À l'origine : un voyage de Louis Schweitzer en Russie. Le PDG de Renault note à la fin des années 1990 que le marché local est dominé par des voitures de conception obsolète mais pas chères, adaptées au pouvoir d'achat local. Germe alors dans son esprit l'idée de proposer une voiture moderne, mais au prix limité à 5.000 dollars... qui deviendront 5.000 euros. C'est moitié moins à l'époque qu'une Renault Clio, beaucoup plus petite. Rude gageure. Quand le patron évoque pour la première fois ce véhicule, en 1998, il se heurte au scepticisme général. Il faut dire que la plate-forme n'existe pas, l'usine susceptible de produire un tel modèle non plus.

 

Fort de cette intuition, le groupe français reprend, en juillet 1999, 51 % de Dacia, le constructeur roumain en déshérence avec son usine géante de Pitesti (à 120 kilomètres de Bucarest). Pour moins de 50 millions d'euros. À ce moment, le groupe au losange s'engage toutefois à investir plus de 200 millions d'euros à travers deux augmentations de capital. La prise de contrôle de Dacia signe en tout cas une belle revanche de Renault sur... son échec de 1990, quand il avait raté la reprise du tchèque Skoda, soufflé par Volkswagen.

Dacia n'est pas un inconnu pour Renault. La firme avait été créée en effet par le dictateur Nicolae Ceaucescu au milieu des années 1960 pour produire des... Renault sous licence, R8 en 1968 puis surtout R12 au début de la décennie suivante sous le nom de Dacia 1300. À l'expiration du contrat de licence, à la fin des années 1970, la firme roumaine poursuit seule la fabrication avec de multiples dérivés. Le hic : ce véhicule est bon marché (4.000 euros en 2000) mais d'une qualité déplorable.

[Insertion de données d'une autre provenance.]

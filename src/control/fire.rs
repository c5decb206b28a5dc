//! Fire sequencer: one timed pulse on the discharge line.
//!
//! Open loop, no sensor feedback:
//!
//! ```text
//! charge  ──┐0
//!           └──────────────────────────────────0─────────
//! discharge        ┌──── pulse ────┐
//!          ────────┘1              └0────────────────────
//!           │ pre  │               │     post     │
//! ```
//!
//! Any failed write aborts the sequence on the spot.  After a failed write
//! the line state is unknown, so nothing further is driven high; the
//! discharge line is dropped low best effort and the session teardown
//! repeats that.

use std::time::Duration;

use log::info;

use crate::app::events::SessionEvent;
use crate::app::ports::{Clock, DigitalOutput, EventSink};
use crate::error::TransportError;

use super::OutputGuard;

#[derive(Debug, Clone, Copy, PartialEq, Eq)]
pub struct FireSequencer {
    pub pre_delay: Duration,
    pub pulse: Duration,
    pub post_delay: Duration,
}

impl FireSequencer {
    pub fn new(pre_delay: Duration, pulse: Duration, post_delay: Duration) -> Self {
        Self {
            pre_delay,
            pulse,
            post_delay,
        }
    }

    pub fn from_millis(pre_delay_ms: u32, pulse_ms: u32, post_delay_ms: u32) -> Self {
        let ms = |v: u32| Duration::from_millis(u64::from(v));
        Self::new(ms(pre_delay_ms), ms(pulse_ms), ms(post_delay_ms))
    }

    pub fn run<P, C>(
        &self,
        charge: &mut P,
        discharge: &mut P,
        clock: &mut C,
        sink: &mut impl EventSink,
    ) -> Result<(), TransportError>
    where
        P: DigitalOutput,
        C: Clock,
    {
        sink.emit(&SessionEvent::FireStarted {
            pre_delay: self.pre_delay,
            pulse: self.pulse,
            post_delay: self.post_delay,
        });

        charge.set_low()?;
        clock.sleep(self.pre_delay);

        let mut line = OutputGuard::new(discharge);
        line.set_high()?;
        info!("Fire: pulse {}ms", self.pulse.as_millis());
        sink.emit(&SessionEvent::PulseOn);
        clock.sleep(self.pulse);
        line.release()?;
        charge.set_low()?;
        sink.emit(&SessionEvent::PulseOff);

        clock.sleep(self.post_delay);
        sink.emit(&SessionEvent::FireDone);
        Ok(())
    }
}
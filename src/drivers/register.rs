//! Word-register reader for the power controller's charge-level readout.
//!
//! The controller answers a one-byte command with a little-endian 16-bit
//! word.  Two access patterns reach the same register and are selected at
//! configuration time:
//!
//! | Strategy | Bus traffic                                    |
//! |----------|------------------------------------------------|
//! | `raw`    | `S addr W cmd P` then `S addr R lo hi P`       |
//! | `block`  | `S addr W cmd Sr addr R lo hi P` (SMBus word)  |
//!
//! Both go through [`embedded_hal::i2c::I2c`], so any bus implementation,
//! including test doubles, plugs in.

use clap::ValueEnum;
use embedded_hal::i2c::{I2c, SevenBitAddress};
use serde::{Deserialize, Serialize};

use crate::app::ports::{ChargeLevel, RegisterCommand, RegisterPort};
use crate::error::TransportError;

#[derive(Debug, Clone, Copy, PartialEq, Eq, Default, Serialize, Deserialize, ValueEnum)]
#[serde(rename_all = "lowercase")]
pub enum ReadStrategy {
    /// Separate command write and two-byte read.
    #[default]
    Raw,
    /// One combined write-read transfer ("read word at address").
    Block,
}

pub struct WordReader<I> {
    bus: I,
    address: SevenBitAddress,
    strategy: ReadStrategy,
}

impl<I> WordReader<I> {
    pub fn new(bus: I, address: SevenBitAddress, strategy: ReadStrategy) -> Self {
        Self {
            bus,
            address,
            strategy,
        }
    }

    pub fn strategy(&self) -> ReadStrategy {
        self.strategy
    }

    pub fn into_inner(self) -> I {
        self.bus
    }
}

impl<I> RegisterPort for WordReader<I>
where
    I: I2c,
    I::Error: Into<TransportError>,
{
    fn read_word(&mut self, command: RegisterCommand) -> Result<ChargeLevel, TransportError> {
        let mut word = [0u8; 2];
        match self.strategy {
            ReadStrategy::Raw => {
                self.bus
                    .write(self.address, &[command.0])
                    .map_err(Into::<TransportError>::into)?;
                self.bus.read(self.address, &mut word).map_err(Into::<TransportError>::into)?;
            }
            ReadStrategy::Block => {
                self.bus
                    .write_read(self.address, &[command.0], &mut word)
                    .map_err(Into::<TransportError>::into)?;
            }
        }
        Ok(u16::from_le_bytes(word))
    }
}
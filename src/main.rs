//! Coil gun main entry point.
//!
//! ```text
//! ┌──────────────────────────────────────────────────────────────┐
//! │                    Adapters (outer ring)                     │
//! │                                                              │
//! │  WordReader<I2cDevice>   SysfsOutput ×2   MonotonicClock     │
//! │  (RegisterPort)          (DigitalOutput)  (Clock)            │
//! │  LogEventSink (EventSink)                                    │
//! │                                                              │
//! │  ──────────────── Port Trait Boundary ───────────────────    │
//! │                                                              │
//! │  ┌────────────────────────────────────────────────────────┐  │
//! │  │        CoilGunSession: charge → fire → discharge       │  │
//! │  └────────────────────────────────────────────────────────┘  │
//! └──────────────────────────────────────────────────────────────┘
//! ```
//!
//! Exit status is 0 after a complete run and 1 for usage, configuration or
//! transport errors.  Both control lines are low by the time the process
//! exits, whichever way it exits short of being killed.

#![deny(unused_must_use)]

use std::process::ExitCode;

use anyhow::{Context, Result};
use clap::Parser;
use log::{error, info};

use coilgun::adapters::hardware;
use coilgun::adapters::log_sink::{self, LogEventSink};
use coilgun::cli::Cli;
use coilgun::config::CoilGunConfig;

fn main() -> ExitCode {
    // ── 1. Command line + config ──────────────────────────────
    let cli = match Cli::try_parse() {
        Ok(cli) => cli,
        Err(e) => {
            // --help lands here too and, like any usage error, exits 1.
            let _ = e.print();
            return ExitCode::from(1);
        }
    };
    let config = match cli.load_config() {
        Ok(config) => config,
        Err(e) => {
            eprintln!("coilgun: {e}");
            return ExitCode::from(1);
        }
    };

    // ── 2. Logging ────────────────────────────────────────────
    if let Err(e) = log_sink::init(config.log_level) {
        eprintln!("coilgun: {e:#}");
        return ExitCode::from(1);
    }

    // ── 3. Run ────────────────────────────────────────────────
    match run(&config) {
        Ok(()) => ExitCode::SUCCESS,
        Err(e) => {
            error!("{e:#}");
            ExitCode::from(1)
        }
    }
}

fn run(config: &CoilGunConfig) -> Result<()> {
    info!("coilgun v{}", env!("CARGO_PKG_VERSION"));
    info!(
        "Charge duration {}ms, level {}",
        config.charge.duration_ms, config.charge.level
    );
    info!(
        "Fire pre-delay {}ms, duration {}ms, post-delay {}ms",
        config.fire.predelay_ms, config.fire.duration_ms, config.fire.postdelay_ms
    );
    info!(
        "Discharge duration {}ms, level {}",
        config.discharge.duration_ms, config.discharge.level
    );

    let mut session = hardware::open_session(config).context("hardware setup failed")?;
    let mut sink = LogEventSink::new();

    // On error the session is dropped on the way out, forcing both lines low.
    let report = session
        .run(&config.run_plan(), &mut sink)
        .context("run aborted")?;

    info!(
        "Summary: charge {:?} in {}ms, discharge {:?} in {}ms",
        report.charge.outcome,
        report.charge.elapsed.as_millis(),
        report.discharge.outcome,
        report.discharge.elapsed.as_millis()
    );

    session
        .shutdown(&mut sink)
        .context("could not force outputs low at shutdown")?;
    Ok(())
}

En 1999, dix ans après la chute du communisme, l'entreprise automobile balkanique n'est guère attirante : modèles surannés et peu fiables, installations vétustes, fournisseurs médiocres, productivité archi-faible - 26.000 salariés pour 55.000 voitures produites en 2000 ! -, corruption, vol de pièces... Du coup, les premières années de l'ère Renault sont ultra-déficitaires : ? 68 millions d'euros en 2000, ? 77 en 2001, ? 86 en 2002. Mais, face aux critiques et sarcasmes de l'interne ou des concurrents, Louis Schweitzer tient bon, et la Dacia Logan est commercialisée en septembre 2004. Le succès de cette voiture emblématique, simple, familiale, économique et fiable est... immédiat, obligeant même la firme de Boulogne-Billancourt à la diffuser en Europe occidentale où elle n'était pas prévue initialement. Devant un tel engouement, dès 2005, on avoue chez Renault que le programme est aussi rentable que celui de la Clio ! Dacia atteint en conséquence l'équilibre financier au milieu des années 2000... Comme prévu dans le projet originel !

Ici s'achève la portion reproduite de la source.